Even when things go right
If you follow Andrea and I on FB, you would have seen a post earlier this week showing Jacob in dual casts. My posts about “Becoming/Being Jacob’s Dad” are still back at age 3, so I haven’t covered yet the topic of serial casting and stuff, but I’ll give the highlights. Basically, Jacob legs are super tight, particularly his heel cord (behind the calf). Which means he walks on his tiptoes on his right foot. He can consciously put his foot flat, but eventually it will rise.
When he was four, we did something called serial casting. Basically they put an inclined plane / wedge under his foot at say 18 degrees. Cast it for a week, which prevents any other movement, and thus his heel cord stretches. Take it off, put another wedge in, 15 degrees. Another week, 12. Etc. Until it is down flat. It worked GREAT. Now he’s turning 8 and we need to do it again. There’s more to the story than that but that’s the basic overview.
We did the casting on Monday, and it was way different than what I was expecting. When we did it at age 4, they only did one leg. This time they were doing two, which we knew, but the casts are gigantic on him. Cast plus wedge, plus a support area. It’s like he’s wearing platform shoes. We bought him overshoes to keep them dry — Men’s size 13!
Transport was a question from school. I drop him in the morning, no problem there, but how would he get up the stairs on the bus? Could he? Turns out he can. Crisis averted, as I thought I was going to have to leave work every day at 3:00 to get him.
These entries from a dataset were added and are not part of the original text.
//! SQLite schema definitions for the movie catalog database.
//!
//! Actors and genres are keyed by a surrogate integer id and are unique by
//! name. Link tables carry no identity beyond the (reference, movie) pair.

use crate::sqlite_column;
use crate::sqlite_persistence::{
    Column, ForeignKey, ForeignKeyOnChange, SqlType, Table, VersionedSchema,
};

// =============================================================================
// Core Tables
// =============================================================================

const MOVIE_TABLE: Table = Table {
    name: "movie",
    columns: &[
        sqlite_column!("id", &SqlType::Integer, is_primary_key = true),
        sqlite_column!("title", &SqlType::Text, non_null = true),
        sqlite_column!("year", &SqlType::Integer, non_null = true),
    ],
    indices: &[("idx_movie_year", "year")],
    unique_constraints: &[],
};

const ACTOR_TABLE: Table = Table {
    name: "actor",
    columns: &[
        sqlite_column!("id", &SqlType::Integer, is_primary_key = true),
        sqlite_column!("name", &SqlType::Text, non_null = true),
    ],
    indices: &[],
    unique_constraints: &[&["name"]],
};

const GENRE_TABLE: Table = Table {
    name: "genre",
    columns: &[
        sqlite_column!("id", &SqlType::Integer, is_primary_key = true),
        sqlite_column!("name", &SqlType::Text, non_null = true),
    ],
    indices: &[],
    unique_constraints: &[&["name"]],
};

// =============================================================================
// Junction Tables
// =============================================================================

// Links are removed explicitly before their parents, so parents restrict deletion.
const MOVIE_FK: ForeignKey = ForeignKey {
    foreign_table: "movie",
    foreign_column: "id",
    on_delete: ForeignKeyOnChange::Restrict,
};

const ACTOR_FK: ForeignKey = ForeignKey {
    foreign_table: "actor",
    foreign_column: "id",
    on_delete: ForeignKeyOnChange::Restrict,
};

const GENRE_FK: ForeignKey = ForeignKey {
    foreign_table: "genre",
    foreign_column: "id",
    on_delete: ForeignKeyOnChange::Restrict,
};

const ACTOR_MOVIE_TABLE: Table = Table {
    name: "actor_movie",
    columns: &[
        sqlite_column!(
            "actor_id",
            &SqlType::Integer,
            non_null = true,
            foreign_key = Some(&ACTOR_FK)
        ),
        sqlite_column!(
            "movie_id",
            &SqlType::Integer,
            non_null = true,
            foreign_key = Some(&MOVIE_FK)
        ),
    ],
    indices: &[("idx_actor_movie_movie", "movie_id")],
    unique_constraints: &[&["actor_id", "movie_id"]],
};

const GENRE_MOVIE_TABLE: Table = Table {
    name: "genre_movie",
    columns: &[
        sqlite_column!(
            "genre_id",
            &SqlType::Integer,
            non_null = true,
            foreign_key = Some(&GENRE_FK)
        ),
        sqlite_column!(
            "movie_id",
            &SqlType::Integer,
            non_null = true,
            foreign_key = Some(&MOVIE_FK)
        ),
    ],
    indices: &[("idx_genre_movie_movie", "movie_id")],
    unique_constraints: &[&["genre_id", "movie_id"]],
};

// =============================================================================
// Versioned Schema Definition
// =============================================================================

pub const MOVIE_VERSIONED_SCHEMAS: &[VersionedSchema] = &[VersionedSchema {
    version: 0,
    tables: &[
        MOVIE_TABLE,
        ACTOR_TABLE,
        GENRE_TABLE,
        ACTOR_MOVIE_TABLE,
        GENRE_MOVIE_TABLE,
    ],
    migration: None,
}];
Or they were considering a special medical van.
Everything’s fine in the end, but we were running around town buying extra cast shoes, and overshoes, and this and that, way more stressful than I was expecting.
On top of the fact that we are PUTTING OUR SON in casts for SIX WEEKS.
Sure, it’s the right call. I know that. But it STILL sucks. And when it is done, he’s going to need a second ankle-foot orthotic. He has been able to get along pretty well with just one, but his left foot has been compensating so long, that it is turning inward too much. We’ll need to straighten it. So he needs the second one.
And he already feels different having one. But to him, at least it was only one. And it takes him longer to get ready each day at school, so he’s always last. Which others have noticed too. Not in a bad bullying way, just they noticed. Which made him feel self-conscious, and he is not really happy getting two now.
But as he put it, “I don’t have a choice.”
No, he really doesn’t.
And even when everything goes right, as it did in the end, I was still kind of weepy during the day. Emotional. Some of it stress, some of it just that I wish he didn’t have to deal with it. Even if he’s awesome. He even made a little presentation to his class to tell him that he had them, would get new ones, etc. Yet, when I’ve tried to get him to maybe get his class to sign it, he doesn’t want the attention.
I’ve got him focused on “40 days to go”, just like my countdown for PolySpring. I don’t know if that is the right approach or not. He doesn’t want to do anything to decorate it or play with it in any way. It’s just functional to him, and something he had no choice about.
Except we did talk about the fact that he did sort of have a choice. It wasn’t mandatory or life-threatening, there was a choice. But Mommy and Daddy had kind of made it for him, cuz it was the right thing to do. Which he understands.
And which he is handling great. I wish I was.